**Exercise brief**.
Among the entries that follow, find every line with the word "iter" and copy it.

**Data shown**.
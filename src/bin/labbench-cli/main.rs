// src/bin/labbench-cli/main.rs
// Command-line front end: primer design, digestion tables and master-mix setup.

mod cli;

use std::fs;
use std::path::Path;
use std::process::ExitCode;

use anyhow::{Context, Result};
use clap::Parser;
use log::{debug, info};
use mimalloc::MiMalloc;
use serde_json::json;

use labbench::{
    design_primers_with, digest_report, mix_summary, parse_sequence_input, pcr_yield,
    AnalysisParams, MeltingModel, PrimerCandidate, SequenceInput, Wallace,
};

use crate::cli::{Cli, Commands, SequenceArgs};

#[global_allocator]
static GLOBAL: MiMalloc = MiMalloc;

/// Exit status when the primer scan finishes without a pair
const EXIT_NO_PRIMERS: u8 = 2;

fn main() -> Result<ExitCode> {
    env_logger::Builder::from_env(env_logger::Env::default().default_filter_or("warn")).init();

    let cli = Cli::parse();
    let mut params = load_params(cli.config.as_deref())?;

    match cli.command {
        Commands::Primers { input, primer_length, max_tm_diff } => {
            if let Some(length) = primer_length {
                params.primer_length = length;
            }
            if let Some(diff) = max_tm_diff {
                params.constraints.max_tm_difference = diff;
            }
            let sequence = read_sequence(&input)?;
            run_primers(&sequence, &params, cli.json)
        }
        Commands::Digest { input, enzyme, charges } => {
            if let Some(enzyme) = enzyme {
                params.enzyme = enzyme;
            }
            if !charges.is_empty() {
                params.charge_states = charges;
            }
            let sequence = read_sequence(&input)?;
            run_digest(&sequence, &params, cli.json)
        }
        Commands::Mix { final_volume, reactions, reagents, initial_copies, cycles } => {
            if let Some(volume) = final_volume {
                params.final_volume = volume;
            }
            if let Some(n) = reactions {
                params.reactions = n;
            }
            let amplification = initial_copies.zip(cycles);
            run_mix(&reagents, &params, amplification, cli.json)
        }
    }
}

fn load_params(path: Option<&Path>) -> Result<AnalysisParams> {
    let Some(path) = path else {
        return Ok(AnalysisParams::default());
    };
    let text = fs::read_to_string(path)
        .with_context(|| format!("Failed to read parameters: {}", path.display()))?;
    let params = AnalysisParams::from_json(&text)
        .with_context(|| format!("Invalid parameter file: {}", path.display()))?;
    info!("parameters loaded from {}", path.display());
    Ok(params)
}

fn read_sequence(args: &SequenceArgs) -> Result<SequenceInput> {
    let text = match (&args.sequence, &args.fasta) {
        (Some(seq), _) => seq.clone(),
        (None, Some(path)) => fs::read_to_string(path)
            .with_context(|| format!("Failed to open input: {}", path.display()))?,
        (None, None) => anyhow::bail!("no input sequence given"),
    };
    let input = parse_sequence_input(&text).context("Failed to parse input sequence")?;
    debug!("read '{}' ({} chars)", input.name, input.sequence.len());
    Ok(input)
}

fn run_primers(input: &SequenceInput, params: &AnalysisParams, as_json: bool) -> Result<ExitCode> {
    let primer_params = params.primer_params();
    info!(
        "designing {} bp primers with {} (max ΔTm {} °C)",
        primer_params.primer_length,
        Wallace.name(),
        primer_params.constraints.max_tm_difference
    );

    let pair = match design_primers_with(&input.sequence, &primer_params, &Wallace) {
        Ok(pair) => pair,
        Err(e) if e.is_terminal_outcome() => {
            if as_json {
                println!("{}", json!({ "primers": null, "message": e.to_string() }));
            } else {
                println!("\n*** DNA Primer Design Results ***");
                println!("{}", e);
            }
            return Ok(ExitCode::from(EXIT_NO_PRIMERS));
        }
        Err(e) => return Err(e).context("Primer design failed"),
    };

    if as_json {
        println!("{}", serde_json::to_string_pretty(&json!({ "primers": pair }))?);
        return Ok(ExitCode::SUCCESS);
    }

    println!("\n*** DNA Primer Design Results ***");
    print_primer("Forward", &pair.forward);
    print_primer("Reverse", &pair.reverse);
    println!(
        "Amplicon: {} bp  |  ΔTm: {:.2}°C  |  Scan offset: {}",
        pair.amplicon_length(),
        pair.tm_difference(),
        pair.offset
    );
    Ok(ExitCode::SUCCESS)
}

fn print_primer(label: &str, primer: &PrimerCandidate) {
    println!("{} Primer (5'→3'): {}", label, primer.sequence);
    println!(
        "  Position: {}  |  GC%: {:.2}%  |  Tm: {:.2}°C",
        primer.start + 1,
        primer.gc_percent,
        primer.tm
    );
}

fn run_digest(input: &SequenceInput, params: &AnalysisParams, as_json: bool) -> Result<ExitCode> {
    info!("digesting '{}' with {}", input.name, params.enzyme);
    let rows = digest_report(&input.sequence, params.enzyme, &params.charge_states)
        .context("Digestion failed")?;

    if as_json {
        println!(
            "{}",
            serde_json::to_string_pretty(&json!({ "enzyme": params.enzyme, "peptides": rows }))?
        );
        return Ok(ExitCode::SUCCESS);
    }

    println!("\n*** Protein Digestion & m/z Calculator ***");
    println!("\n=== Cleaved Peptides and m/z Values ({}) ===\n", params.enzyme);

    let width = rows.iter().map(|r| r.sequence.len()).max().unwrap_or(0).max(7);
    let mut header = format!("{:<width$} {:>6} {:>12}", "Peptide", "Length", "Mass (Da)");
    for z in &params.charge_states {
        header.push_str(&format!(" {:>12}", format!("m/z (+{})", z)));
    }
    println!("{}", header);

    for row in &rows {
        let mut line = format!("{:<width$} {:>6} {:>12.4}", row.sequence, row.length, row.mass);
        for state in &row.charge_states {
            line.push_str(&format!(" {:>12.4}", state.mz));
        }
        println!("{}", line);
    }

    println!("\nDigestion complete: {} peptides generated.", rows.len());
    Ok(ExitCode::SUCCESS)
}

fn run_mix(
    reagents: &[labbench::ReagentSpec],
    params: &AnalysisParams,
    amplification: Option<(f64, u32)>,
    as_json: bool,
) -> Result<ExitCode> {
    info!(
        "mixing {} reagents for {} x {} µL",
        reagents.len(),
        params.reactions,
        params.final_volume
    );
    let mix = mix_summary(reagents, params.final_volume, params.reactions)
        .context("Cannot set up reaction mix")?;
    let yield_copies = amplification.map(|(n0, cycles)| pcr_yield(n0, cycles));

    if as_json {
        println!(
            "{}",
            serde_json::to_string_pretty(&json!({ "mix": mix, "yield": yield_copies }))?
        );
        return Ok(ExitCode::SUCCESS);
    }

    println!("\n*** PCR Reaction Setup Summary ***\n");
    let width = mix
        .entries
        .iter()
        .map(|e| e.name.len())
        .chain(std::iter::once("Nuclease-free Water".len()))
        .max()
        .unwrap_or(0);
    println!(
        "{:<width$} {:>16} {:>16} {:>18} {:>15}",
        "Reagent", "Stock Conc. (C1)", "Final Conc. (C2)", "Vol/Reaction (µL)", "Total Vol (µL)"
    );
    for entry in &mix.entries {
        println!(
            "{:<width$} {:>16} {:>16} {:>18.2} {:>15.2}",
            entry.name,
            entry.stock_concentration,
            entry.final_concentration,
            entry.volume_per_reaction,
            entry.total_volume
        );
    }
    println!(
        "{:<width$} {:>16} {:>16} {:>18.2} {:>15.2}",
        "Nuclease-free Water", "—", "—", mix.water_per_reaction, mix.water_total
    );

    println!("\nTotal per reaction: {:.2} µL", mix.final_volume);
    println!("Total master mix volume: {:.2} µL", mix.total_volume);

    if let (Some((n0, cycles)), Some(copies)) = (amplification, yield_copies) {
        println!("\n*** Theoretical PCR Yield ***");
        println!("Initial copies (N₀): {:.2e}", n0);
        println!("After {} cycles: {:.3e} copies", cycles, copies);
    }

    Ok(ExitCode::SUCCESS)
}
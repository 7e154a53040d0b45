mod error;
mod types;
mod normalize;
mod nucleotide;
mod fasta;
mod primer;
mod protein;
mod mass;
mod reagent;

pub use error::*;
pub use types::*;
pub use normalize::*;
pub use nucleotide::*;
pub use fasta::*;
pub use primer::*;
pub use protein::*;
pub use mass::*;
pub use reagent::*;
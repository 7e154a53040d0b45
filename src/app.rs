//! Main application state and UI

use eframe::egui;
use log::{debug, info, warn};

use labbench::{
    design_primers_with, digest_report, mix_summary, normalize_dna, normalize_protein,
    parse_sequence_input, pcr_yield, AnalysisParams, Enzyme, MeltingModel, MixSummary,
    PeptideIon, PrimerCandidate, PrimerConstraints, PrimerPair, ReagentSpec, SessionResults, Wallace,
};

const VALID_COLOR: egui::Color32 = egui::Color32::from_rgb(100, 200, 100);
const INVALID_COLOR: egui::Color32 = egui::Color32::RED;
const NO_MATCH_COLOR: egui::Color32 = egui::Color32::from_rgb(255, 180, 100);

/// Application state
pub struct LabbenchApp {
    params: AnalysisParams,
    max_charge: i32,

    // Primer design tab
    dna_input: String,
    dna_status: InputStatus,
    primer_result: Option<PrimerPair>,
    primer_error: Option<String>,
    primer_no_match: bool,

    // Protein digest tab
    protein_input: String,
    protein_status: InputStatus,
    peptides: Vec<PeptideIon>,
    digest_error: Option<String>,

    // PCR mix tab
    reagents: Vec<ReagentSpec>,
    new_reagent: ReagentSpec,
    mix: Option<MixSummary>,
    mix_error: Option<String>,
    initial_copies: f64,
    cycles: u32,

    // View state
    current_tab: Tab,

    // Save/Load
    save_error: Option<String>,
    load_error: Option<String>,
}

#[derive(Debug, Clone, Copy, PartialEq, Eq)]
enum Tab {
    Primers,
    Digest,
    Mix,
}

/// Validation state of a sequence text box
#[derive(Debug, Clone, PartialEq)]
enum InputStatus {
    Empty,
    Valid { name: String, length: usize },
    Invalid(String),
}

impl InputStatus {
    fn show(&self, ui: &mut egui::Ui, unit: &str) {
        match self {
            Self::Empty => {}
            Self::Valid { name, length } => {
                ui.colored_label(VALID_COLOR, format!("{} ({} {})", name, length, unit));
            }
            Self::Invalid(error) => {
                ui.colored_label(INVALID_COLOR, format!("Error: {}", error));
            }
        }
    }

    fn is_valid(&self) -> bool {
        matches!(self, Self::Valid { .. })
    }
}

impl Default for LabbenchApp {
    fn default() -> Self {
        let params = AnalysisParams::default();
        let max_charge = params.charge_states.iter().copied().max().unwrap_or(3);
        let mut app = Self {
            params,
            max_charge,
            dna_input: String::new(),
            dna_status: InputStatus::Empty,
            primer_result: None,
            primer_error: None,
            primer_no_match: false,
            protein_input: String::new(),
            protein_status: InputStatus::Empty,
            peptides: Vec::new(),
            digest_error: None,
            reagents: default_reagents(),
            new_reagent: ReagentSpec::new("", 10.0, 1.0),
            mix: None,
            mix_error: None,
            initial_copies: 1000.0,
            cycles: 30,
            current_tab: Tab::Primers,
            save_error: None,
            load_error: None,
        };
        app.refresh_mix();
        app
    }
}

impl LabbenchApp {
    pub fn new(_cc: &eframe::CreationContext<'_>) -> Self {
        Self::default()
    }

    fn validate_dna_input(&mut self) {
        self.dna_status = validate_input(&self.dna_input, |s| normalize_dna(s).map(|n| n.len()));
    }

    fn validate_protein_input(&mut self) {
        self.protein_status =
            validate_input(&self.protein_input, |s| normalize_protein(s).map(|n| n.len()));
    }

    fn run_primer_design(&mut self) {
        self.primer_result = None;
        self.primer_error = None;
        self.primer_no_match = false;

        let input = match parse_sequence_input(&self.dna_input) {
            Ok(input) => input,
            Err(e) => {
                self.primer_error = Some(e.to_string());
                return;
            }
        };

        let params = self.params.primer_params();
        info!(
            "designing primers for '{}' ({} chars, length {})",
            input.name,
            input.sequence.len(),
            params.primer_length
        );
        match design_primers_with(&input.sequence, &params, &Wallace) {
            Ok(pair) => {
                debug!("accepted pair at offset {}", pair.offset);
                self.primer_result = Some(pair);
            }
            Err(e) => {
                info!("primer design finished without a pair: {}", e);
                self.primer_no_match = e.is_terminal_outcome();
                self.primer_error = Some(e.to_string());
            }
        }
    }

    fn run_digest(&mut self) {
        self.peptides.clear();
        self.digest_error = None;
        self.params.charge_states = (1..=self.max_charge).collect();

        let input = match parse_sequence_input(&self.protein_input) {
            Ok(input) => input,
            Err(e) => {
                self.digest_error = Some(e.to_string());
                return;
            }
        };

        info!("digesting '{}' with {}", input.name, self.params.enzyme);
        match digest_report(&input.sequence, self.params.enzyme, &self.params.charge_states) {
            Ok(rows) => {
                debug!("{} peptides generated", rows.len());
                self.peptides = rows;
            }
            Err(e) => {
                warn!("digestion failed: {}", e);
                self.digest_error = Some(e.to_string());
            }
        }
    }

    fn refresh_mix(&mut self) {
        match mix_summary(&self.reagents, self.params.final_volume, self.params.reactions) {
            Ok(mix) => {
                self.mix = Some(mix);
                self.mix_error = None;
            }
            Err(e) => {
                self.mix = None;
                self.mix_error = Some(e.to_string());
            }
        }
    }

    fn session_results(&self) -> SessionResults {
        SessionResults {
            params: self.params.clone(),
            primers: self.primer_result.clone(),
            peptides: self.peptides.clone(),
            mix: self.mix.clone(),
            pcr_yield: Some(pcr_yield(self.initial_copies, self.cycles)),
        }
    }

    fn save_results(&mut self) {
        let results = self.session_results();

        if let Some(path) = rfd::FileDialog::new()
            .add_filter("JSON", &["json"])
            .set_file_name("labbench_results.json")
            .save_file()
        {
            match serde_json::to_string_pretty(&results) {
                Ok(json) => {
                    if let Err(e) = std::fs::write(&path, json) {
                        warn!("failed to write {}: {}", path.display(), e);
                        self.save_error = Some(format!("Failed to write file: {}", e));
                    } else {
                        info!("results saved to {}", path.display());
                        self.save_error = None;
                    }
                }
                Err(e) => {
                    self.save_error = Some(format!("Failed to serialize: {}", e));
                }
            }
        }
    }

    fn load_params(&mut self) {
        if let Some(path) = rfd::FileDialog::new()
            .add_filter("JSON", &["json"])
            .pick_file()
        {
            match std::fs::read_to_string(&path) {
                Ok(json) => match AnalysisParams::from_json(&json) {
                    Ok(params) => {
                        info!("parameters loaded from {}", path.display());
                        self.max_charge = params.charge_states.iter().copied().max().unwrap_or(3);
                        self.params = params;
                        self.load_error = None;
                        self.refresh_mix();
                    }
                    Err(e) => {
                        self.load_error = Some(format!("Failed to parse: {}", e));
                    }
                },
                Err(e) => {
                    warn!("failed to read {}: {}", path.display(), e);
                    self.load_error = Some(format!("Failed to read file: {}", e));
                }
            }
        }
    }

    fn load_sequence_file(&mut self, tab: Tab) {
        if let Some(path) = rfd::FileDialog::new()
            .add_filter("FASTA", &["fasta", "fa", "fna", "faa", "fas", "txt"])
            .pick_file()
        {
            match std::fs::read_to_string(&path) {
                Ok(content) => {
                    info!("loaded sequence file {}", path.display());
                    match tab {
                        Tab::Digest => {
                            self.protein_input = content;
                            self.validate_protein_input();
                        }
                        _ => {
                            self.dna_input = content;
                            self.validate_dna_input();
                        }
                    }
                }
                Err(e) => {
                    warn!("failed to read {}: {}", path.display(), e);
                    self.load_error = Some(format!("Failed to read file: {}", e));
                }
            }
        }
    }
}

**Output for this exercise**.
    let width = rows.iter().map(|r| r.sequence.len()).max().unwrap_or(0).max(7);
        .iter()
        .chain(std::iter::once("Nuclease-free Water".len()))
        let max_charge = params.charge_states.iter().copied().max().unwrap_or(3);
                        self.max_charge = params.charge_states.iter().copied().max().unwrap_or(3);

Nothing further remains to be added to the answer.